JPB encouraged enrollees to “[s]et up your AlertPay account and fund it, or link your credit card to it,” according to web records.
These instructions also were provided.
Upgrade in JBP by making your $10 or $20 payments.
Enter your AlertPay email address in the JBP Member Area.
Buy and/or sponsor downline members.
Study and apply ‘Upgrade Your Brain’ and the ‘Big Success Breakthrough’ — see ‘Access Our Products’ in your JBP member area.
Make JBP’s Synergy Surf (JSS) your primary moneymaker.
In the spring of 2009 — as the AdViewGlobal (AVG) autosurf was in its death throes before a fatal gurgle — the AVG braintrust pointed the finger of blame at the membership.
Other surfs that launched in the aftermath of the seizure of tens of millions of dollars from Florida-based AdSurfDaily did the same thing. These included AdGateWorld, which once referenced ASD in what appeared to be a copy-and-paste lift from ASD’s Terms of Service, and BizAdSplash, whose purported “chief consultant” was ASD/Golden Panda Ad Builder figure Clarence Busby.

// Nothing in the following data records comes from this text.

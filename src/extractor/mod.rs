//! Batch article extraction from free-text LLM answers.
//!
//! The crawl prompt asks the model to emit each article between sentinel
//! markers, one field per line:
//!
//! ```text
//! ---ARTICLE START---
//! TITLE: Sensex closes at record high
//! SUMMARY: Benchmarks rallied on strong FII inflows.
//! IMAGE_URL: https://example.com/image.jpg
//! SOURCE_URL: https://example.com/story
//! SOURCE: Mint
//! ---ARTICLE END---
//! ```
//!
//! # Pipeline
//!
//! 1. [`blocks::split_blocks`] cuts the text into sentinel-delimited blocks
//! 2. [`blocks::tokenize_lines`] turns each block into trimmed lines
//! 3. [`fields::ClassifiedFields::collect`] classifies lines by prefix
//! 4. [`record::assemble`] builds a candidate record with fallbacks
//! 5. [`record::validate`] drops candidates missing title, summary or source
//!
//! The model's answer is untrusted text. Extraction never fails: malformed
//! blocks simply contribute no record, and the extractor holds no shared
//! state, so it can be called concurrently from any number of crawls.

pub mod blocks;
pub mod fields;
pub mod record;

use crate::models::ArticleRecord;
use chrono::{DateTime, Utc};
use fields::ClassifiedFields;
use rand::Rng;
use tracing::debug;

/// Extract every valid article from `raw_text`, tagging each with `category`.
///
/// Ids, timestamps and relevance scores use the current time and the
/// thread-local RNG.
pub fn extract_articles(raw_text: &str, category: &str) -> Vec<ArticleRecord> {
    extract_articles_with(raw_text, category, Utc::now(), &mut rand::rng())
}

/// Same as [`extract_articles`] with an explicit clock reading and RNG.
pub fn extract_articles_with<R: Rng + ?Sized>(
    raw_text: &str,
    category: &str,
    now: DateTime<Utc>,
    rng: &mut R,
) -> Vec<ArticleRecord> {
    let blocks = blocks::split_blocks(raw_text);
    let total = blocks.len();

    let records: Vec<ArticleRecord> = blocks
        .into_iter()
        .enumerate()
        .filter_map(|(index, block)| {
            let fields = ClassifiedFields::collect(blocks::tokenize_lines(block));
            let candidate = record::assemble(fields, index, category, now, rng);
            let kept = record::validate(candidate);
            if kept.is_none() {
                debug!(index, %category, "Dropping block missing title, summary or source");
            }
            kept
        })
        .collect();

    debug!(%category, blocks = total, extracted = records.len(), "Extracted articles");
    records
}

Fast forward two years, and Club Asteria, which lists Andrea Lucas as managing director, appears to be doing the same thing — along with serving up some Busby-like syrup for the soul:
“Greed is a very powerful motivation, but the kindness, generosity and goodness in all of us all are even more powerful,” Club Asteria is reported on MoneyMakerGroup to have intoned.
“The challenges that we are facing recently have been caused by a small percentage of our members misusing their membership privileges,” Club Asteria is reported to have told members. “As any good company would have done to protect their members and future members, we had to reinforce our Code of Ethics and Conduct, to ensure that our message of a better life for all of us is presented honestly and accurately.
“We are working very hard to make sure that any benefit from Club Asteria and all of our products and services are accurately represented. Any company, no matter how good their products and services are, can be destroyed with misleading information, bad publicity, false rumors and inactivity of their members/customers.”
Two years ago, AVG’s death spiral began as the ASD grand jury was meeting in the District of Columbia. The surf first slashed payouts — something Club Asteria reportedly is doing right now — and then eliminated them altogether, while at once announcing an 80/20 program would become mandatory after AVG completed an audit of itself.
One of the issues complicating matters for AVG was the purported misuse of a member-to-member cash button. Club Asteria members also purportedly misused a money-transfer facility.
“Bizarre substratum of the Internet” just about covers it — except for the heartache and myriad nightmares created by the various HYIP darlings, of course.
Thinking Outside The Box
Our friends at RealScam.com report another nightmare in the making. It’s bizarrely called Insectrio — and it bizarrely has an “Egg” plan purported to pay 103 percent after one day, a “Larva” plan purported to pay 120 percent after five days and other plans advertised to pay even more.
The sales pitch for Insectrio, apparently an emerging HYIP, touts MoneyMakerGroup, TalkGold and DreamTeamMoney.
Given JBP’s prompt for enrollees to “upgrade” their brains — which we view as a prompt to think outside the box — the PP Blog concludes this post by providing readers an outside-the-box way to look at the Insectrio offer:
InSECtrio.
Indeed, the three letters centering the HYIP’s name are real attention-getters.